## INSTRUCTIONS FOR THE TASK
Copy the lines of the entries exactly, from the opening one to the one holding "pub const fn new(value: T)", and leave out everything after.

## AVAILABLE RECORDS
'''

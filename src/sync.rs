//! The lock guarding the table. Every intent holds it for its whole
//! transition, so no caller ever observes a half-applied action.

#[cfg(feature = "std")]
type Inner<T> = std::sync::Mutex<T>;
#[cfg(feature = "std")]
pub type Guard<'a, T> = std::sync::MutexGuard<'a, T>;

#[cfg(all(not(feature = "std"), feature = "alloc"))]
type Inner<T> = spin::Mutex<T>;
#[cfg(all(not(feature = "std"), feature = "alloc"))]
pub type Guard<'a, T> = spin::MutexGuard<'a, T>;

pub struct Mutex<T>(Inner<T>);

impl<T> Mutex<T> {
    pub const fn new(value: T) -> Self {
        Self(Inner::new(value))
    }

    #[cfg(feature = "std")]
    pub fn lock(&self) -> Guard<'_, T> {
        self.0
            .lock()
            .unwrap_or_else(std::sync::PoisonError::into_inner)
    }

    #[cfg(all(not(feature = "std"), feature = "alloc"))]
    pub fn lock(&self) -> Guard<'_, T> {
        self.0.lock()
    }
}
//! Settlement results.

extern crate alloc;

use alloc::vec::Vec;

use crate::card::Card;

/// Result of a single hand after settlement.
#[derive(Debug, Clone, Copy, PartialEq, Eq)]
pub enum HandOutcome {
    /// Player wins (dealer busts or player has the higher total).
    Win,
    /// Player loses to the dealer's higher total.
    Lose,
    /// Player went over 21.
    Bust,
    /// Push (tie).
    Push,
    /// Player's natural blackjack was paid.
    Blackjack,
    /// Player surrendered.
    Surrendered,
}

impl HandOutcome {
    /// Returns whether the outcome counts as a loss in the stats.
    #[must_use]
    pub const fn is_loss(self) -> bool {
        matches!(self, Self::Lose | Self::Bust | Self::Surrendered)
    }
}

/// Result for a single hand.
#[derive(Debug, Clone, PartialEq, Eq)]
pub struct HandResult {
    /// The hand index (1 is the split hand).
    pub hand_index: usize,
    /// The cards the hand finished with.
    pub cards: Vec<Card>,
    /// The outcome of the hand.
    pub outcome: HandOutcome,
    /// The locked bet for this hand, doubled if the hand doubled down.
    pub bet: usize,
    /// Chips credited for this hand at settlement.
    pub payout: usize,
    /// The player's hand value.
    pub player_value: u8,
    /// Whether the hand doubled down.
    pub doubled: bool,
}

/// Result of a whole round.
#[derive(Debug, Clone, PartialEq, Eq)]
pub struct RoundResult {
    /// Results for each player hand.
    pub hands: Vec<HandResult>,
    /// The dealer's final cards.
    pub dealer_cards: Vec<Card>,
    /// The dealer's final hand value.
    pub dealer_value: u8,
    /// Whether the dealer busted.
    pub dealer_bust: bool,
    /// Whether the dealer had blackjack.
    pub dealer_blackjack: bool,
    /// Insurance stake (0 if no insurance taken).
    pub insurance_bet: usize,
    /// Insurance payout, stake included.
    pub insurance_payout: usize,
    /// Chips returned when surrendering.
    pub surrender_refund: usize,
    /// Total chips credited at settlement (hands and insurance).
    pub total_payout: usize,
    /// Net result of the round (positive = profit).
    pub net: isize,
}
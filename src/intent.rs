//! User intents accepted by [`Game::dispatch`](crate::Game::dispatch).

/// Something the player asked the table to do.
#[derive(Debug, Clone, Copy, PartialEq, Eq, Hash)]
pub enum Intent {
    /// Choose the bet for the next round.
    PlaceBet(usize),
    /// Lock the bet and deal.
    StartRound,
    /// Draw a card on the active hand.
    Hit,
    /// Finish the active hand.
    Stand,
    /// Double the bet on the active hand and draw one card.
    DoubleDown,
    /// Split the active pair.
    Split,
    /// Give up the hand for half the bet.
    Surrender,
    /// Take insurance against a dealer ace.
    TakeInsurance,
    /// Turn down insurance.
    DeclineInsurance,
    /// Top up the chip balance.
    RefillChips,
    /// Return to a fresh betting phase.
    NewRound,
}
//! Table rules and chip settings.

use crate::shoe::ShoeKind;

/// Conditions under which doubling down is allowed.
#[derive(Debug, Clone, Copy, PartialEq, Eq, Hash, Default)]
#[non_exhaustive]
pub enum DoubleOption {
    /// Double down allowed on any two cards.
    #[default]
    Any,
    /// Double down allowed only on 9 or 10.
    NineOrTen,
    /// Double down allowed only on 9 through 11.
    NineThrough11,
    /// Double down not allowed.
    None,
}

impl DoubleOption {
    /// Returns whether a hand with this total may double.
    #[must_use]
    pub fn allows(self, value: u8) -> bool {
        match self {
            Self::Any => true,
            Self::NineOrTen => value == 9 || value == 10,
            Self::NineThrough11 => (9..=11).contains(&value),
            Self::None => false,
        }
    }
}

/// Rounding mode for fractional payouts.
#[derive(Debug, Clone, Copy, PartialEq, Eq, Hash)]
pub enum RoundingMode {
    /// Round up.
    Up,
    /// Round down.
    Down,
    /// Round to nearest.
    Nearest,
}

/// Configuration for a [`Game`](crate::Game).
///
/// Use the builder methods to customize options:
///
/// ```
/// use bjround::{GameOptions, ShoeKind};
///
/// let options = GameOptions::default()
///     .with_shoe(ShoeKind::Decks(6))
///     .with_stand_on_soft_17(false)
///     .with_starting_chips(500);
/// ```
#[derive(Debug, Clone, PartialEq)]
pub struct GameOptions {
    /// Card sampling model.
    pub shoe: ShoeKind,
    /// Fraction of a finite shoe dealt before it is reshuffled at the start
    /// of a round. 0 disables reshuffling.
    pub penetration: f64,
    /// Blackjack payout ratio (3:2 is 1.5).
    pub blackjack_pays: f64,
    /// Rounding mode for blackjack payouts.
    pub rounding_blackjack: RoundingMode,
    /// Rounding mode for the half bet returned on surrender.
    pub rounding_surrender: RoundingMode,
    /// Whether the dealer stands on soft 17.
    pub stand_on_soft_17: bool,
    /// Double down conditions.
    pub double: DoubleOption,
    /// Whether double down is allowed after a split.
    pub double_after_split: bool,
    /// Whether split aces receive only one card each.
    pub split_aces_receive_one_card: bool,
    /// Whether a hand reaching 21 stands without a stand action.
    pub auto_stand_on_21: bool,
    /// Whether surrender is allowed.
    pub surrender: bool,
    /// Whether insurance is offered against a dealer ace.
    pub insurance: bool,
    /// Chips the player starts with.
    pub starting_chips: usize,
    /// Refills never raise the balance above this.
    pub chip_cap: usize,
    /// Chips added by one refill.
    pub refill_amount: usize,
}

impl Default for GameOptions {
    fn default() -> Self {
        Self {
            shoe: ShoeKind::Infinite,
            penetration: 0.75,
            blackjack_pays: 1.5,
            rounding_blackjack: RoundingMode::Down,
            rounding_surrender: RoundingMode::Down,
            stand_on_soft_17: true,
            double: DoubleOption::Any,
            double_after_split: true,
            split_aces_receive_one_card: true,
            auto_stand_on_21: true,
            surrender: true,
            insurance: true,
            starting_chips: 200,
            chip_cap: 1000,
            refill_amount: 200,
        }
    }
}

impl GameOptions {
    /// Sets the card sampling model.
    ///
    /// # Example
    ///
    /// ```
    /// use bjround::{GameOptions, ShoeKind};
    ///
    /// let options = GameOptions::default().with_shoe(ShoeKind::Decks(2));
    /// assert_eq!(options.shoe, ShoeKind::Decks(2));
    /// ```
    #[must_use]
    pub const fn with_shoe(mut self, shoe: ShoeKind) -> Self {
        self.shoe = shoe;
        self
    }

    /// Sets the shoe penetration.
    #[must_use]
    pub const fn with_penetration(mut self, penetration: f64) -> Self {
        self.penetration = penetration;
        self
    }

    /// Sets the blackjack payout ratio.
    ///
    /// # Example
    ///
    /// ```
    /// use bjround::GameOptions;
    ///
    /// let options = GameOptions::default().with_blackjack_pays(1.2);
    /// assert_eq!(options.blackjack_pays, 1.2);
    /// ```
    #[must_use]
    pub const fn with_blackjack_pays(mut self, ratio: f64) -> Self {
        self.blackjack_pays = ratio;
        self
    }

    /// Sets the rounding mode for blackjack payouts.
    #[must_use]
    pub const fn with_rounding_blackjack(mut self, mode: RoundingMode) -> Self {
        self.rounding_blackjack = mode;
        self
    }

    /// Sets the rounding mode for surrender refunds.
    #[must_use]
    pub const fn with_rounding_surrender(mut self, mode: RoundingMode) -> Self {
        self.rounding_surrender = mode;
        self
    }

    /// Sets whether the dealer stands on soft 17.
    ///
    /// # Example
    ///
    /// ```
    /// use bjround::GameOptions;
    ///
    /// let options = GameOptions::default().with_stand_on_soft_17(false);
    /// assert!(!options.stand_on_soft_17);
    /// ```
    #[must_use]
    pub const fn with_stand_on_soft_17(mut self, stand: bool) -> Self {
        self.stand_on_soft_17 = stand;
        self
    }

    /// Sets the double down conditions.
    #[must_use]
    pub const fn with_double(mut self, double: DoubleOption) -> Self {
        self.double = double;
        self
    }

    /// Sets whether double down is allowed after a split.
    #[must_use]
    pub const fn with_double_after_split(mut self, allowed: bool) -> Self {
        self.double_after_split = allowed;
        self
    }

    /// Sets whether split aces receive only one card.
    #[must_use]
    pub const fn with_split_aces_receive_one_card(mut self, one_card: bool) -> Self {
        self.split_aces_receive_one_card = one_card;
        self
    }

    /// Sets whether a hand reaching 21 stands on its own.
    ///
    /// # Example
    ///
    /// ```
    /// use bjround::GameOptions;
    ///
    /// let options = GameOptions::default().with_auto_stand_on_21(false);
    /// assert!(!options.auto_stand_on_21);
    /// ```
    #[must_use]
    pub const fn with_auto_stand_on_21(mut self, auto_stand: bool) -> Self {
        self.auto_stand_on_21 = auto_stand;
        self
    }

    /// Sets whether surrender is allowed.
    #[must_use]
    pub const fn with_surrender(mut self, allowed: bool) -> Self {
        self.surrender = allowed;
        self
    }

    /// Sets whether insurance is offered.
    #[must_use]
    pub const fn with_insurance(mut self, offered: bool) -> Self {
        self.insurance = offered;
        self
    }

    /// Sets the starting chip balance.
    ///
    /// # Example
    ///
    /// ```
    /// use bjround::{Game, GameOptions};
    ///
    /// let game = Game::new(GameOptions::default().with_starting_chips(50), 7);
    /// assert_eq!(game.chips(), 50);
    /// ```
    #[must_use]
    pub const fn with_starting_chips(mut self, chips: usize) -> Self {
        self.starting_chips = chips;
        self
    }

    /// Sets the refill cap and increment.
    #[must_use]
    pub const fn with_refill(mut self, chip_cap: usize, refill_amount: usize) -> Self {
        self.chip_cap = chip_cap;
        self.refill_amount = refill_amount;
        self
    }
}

'''

## YOUR RESPONSE
filename src/sync.rs
//! The lock guarding the table. Every intent holds it for its whole
//! transition, so no caller ever observes a half-applied action.

#[cfg(feature = "std")]
type Inner<T> = std::sync::Mutex<T>;
#[cfg(feature = "std")]
pub type Guard<'a, T> = std::sync::MutexGuard<'a, T>;

#[cfg(all(not(feature = "std"), feature = "alloc"))]
type Inner<T> = spin::Mutex<T>;
#[cfg(all(not(feature = "std"), feature = "alloc"))]
pub type Guard<'a, T> = spin::MutexGuard<'a, T>;

pub struct Mutex<T>(Inner<T>);

impl<T> Mutex<T> {
    pub const fn new(value: T) -> Self {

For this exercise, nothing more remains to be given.